Ce métier est disponible à temps partiel au sein de l’environnement suivant : Armée

Servir dans la Force de réserve

Cette possibilité d’emploi à temps partiel est offerte auprès de la Première réserve à certains endroits au Canada. En règle générale, les membres de la Force de réserve servent à temps partiel au sein d’une unité militaire dans leur communauté et peuvent effectuer leur service pendant qu’ils sont aux études ou qu’ils occupent un emploi civil. Ils sont payés durant leur instruction. Ils ne sont pas assujettis aux affectations ni aux déménagements militaires. Toutefois, ils peuvent se porter volontaires pour déménager à une autre base ou pour être déployés au Canada ou à l’étranger dans le cadre de missions militaires.  

Emploi à temps partiel

Les sapeurs de combat servent dans l’Armée canadienne. Ils effectuent des travaux de construction et d’entretien, conduisent des véhicules et manœuvrent de l’équipement pour appuyer les opérations du génie et assurent l’entretien d’installations de campagne.
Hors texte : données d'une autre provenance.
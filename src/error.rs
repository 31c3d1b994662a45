use std::io;
use thiserror::Error;

#[derive(Error, Debug)]
pub enum WeftError {
    #[error("Configuration error: {0}")]
    Config(#[from] ConfigError),

    #[error("Middleware stack error: {0}")]
    Stack(#[from] StackError),

    #[error("Module error: {0}")]
    Module(#[from] ModuleError),

    #[error("IO error: {0}")]
    Io(#[from] io::Error),

    #[error("Serialization error: {0}")]
    Serialization(#[from] serde_json::Error),
}

#[derive(Error, Debug)]
pub enum ConfigError {
    #[error("Validation error: {0}")]
    Validation(String),

    #[error("Parse error: {0}")]
    Parse(String),

    #[error("Environment variable error: {0}")]
    EnvVar(String),
}

/// Errors raised by [`MiddlewareStack`](crate::middleware::MiddlewareStack)
/// operations. All of them are programmer errors surfaced immediately to the
/// caller; a failed operation leaves the stack unchanged.
#[derive(Error, Debug, Clone, PartialEq, Eq)]
pub enum StackError {
    #[error("unable to find item with id \"{0}\"")]
    ItemNotFound(String),

    #[error("invalid pivot: {0}")]
    InvalidPivot(String),

    #[error("duplicate item id \"{0}\"")]
    DuplicateItem(String),
}

#[derive(Error, Debug)]
pub enum ModuleError {
    #[error("module \"{0}\" is already registered")]
    Duplicate(String),

    #[error("module \"{module}\" depends on unknown module \"{dependency}\"")]
    MissingDependency { module: String, dependency: String },

    #[error("circular dependency involving module \"{0}\"")]
    CircularDependency(String),

    #[error("invalid configuration for module \"{module}\": {reason}")]
    InvalidConfig { module: String, reason: String },

    #[error("setup failed for module \"{module}\": {reason}")]
    SetupFailed { module: String, reason: String },

    #[error("no service registered under \"{0}\"")]
    ServiceNotFound(String),

    #[error("service \"{0}\" has an unexpected type")]
    ServiceType(String),
}

pub type Result<T> = std::result::Result<T, WeftError>;

impl warp::reject::Reject for WeftError {}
Lorsqu’ils sont employés à temps partiel ou à titre d’occasionnels à temps plein, ils effectuent habituellement leur service dans une unité des FAC au Canada.

Instruction de la Force de réserve

Les membres de la Force de réserve reçoivent le même niveau d’instruction que leurs homologues de la Force régulière. Ils commencent généralement leur instruction avec leur unité d’attache pour s’assurer qu’ils répondent aux normes militaires professionnelles de base. Après l’instruction de base, les recrues de l’Armée canadienne sont formées pendant environ un mois pour obtenir la qualification de soldat. Les sapeurs de combat fréquentent ensuite l’École d’administration et de logistique des Forces canadiennes à Borden, en Ontario, pour y suivre un cours de conducteur pendant deux semaines. Ils complètent leur instruction pendant une période de 20 semaines à l’École du génie militaire des Forces canadiennes pour obtenir leur qualification.

Environnement de travail

En règle générale, les membres de la Force de réserve effectuent leur service à temps partiel au sein de leur unité d’attache, le soir et la fin de semaine, suivant un horaire établi. Toutefois, ils peuvent également effectuer leur service en occupant des postes à temps plein au sein de certaines unités pour des périodes déterminées, selon la nature des tâches à exécuter. Ils reçoivent 85 pour cent du taux de rémunération de la Force régulière, ont droit à des avantages sociaux raisonnables et peuvent être admissibles à contribuer à un régime de pension.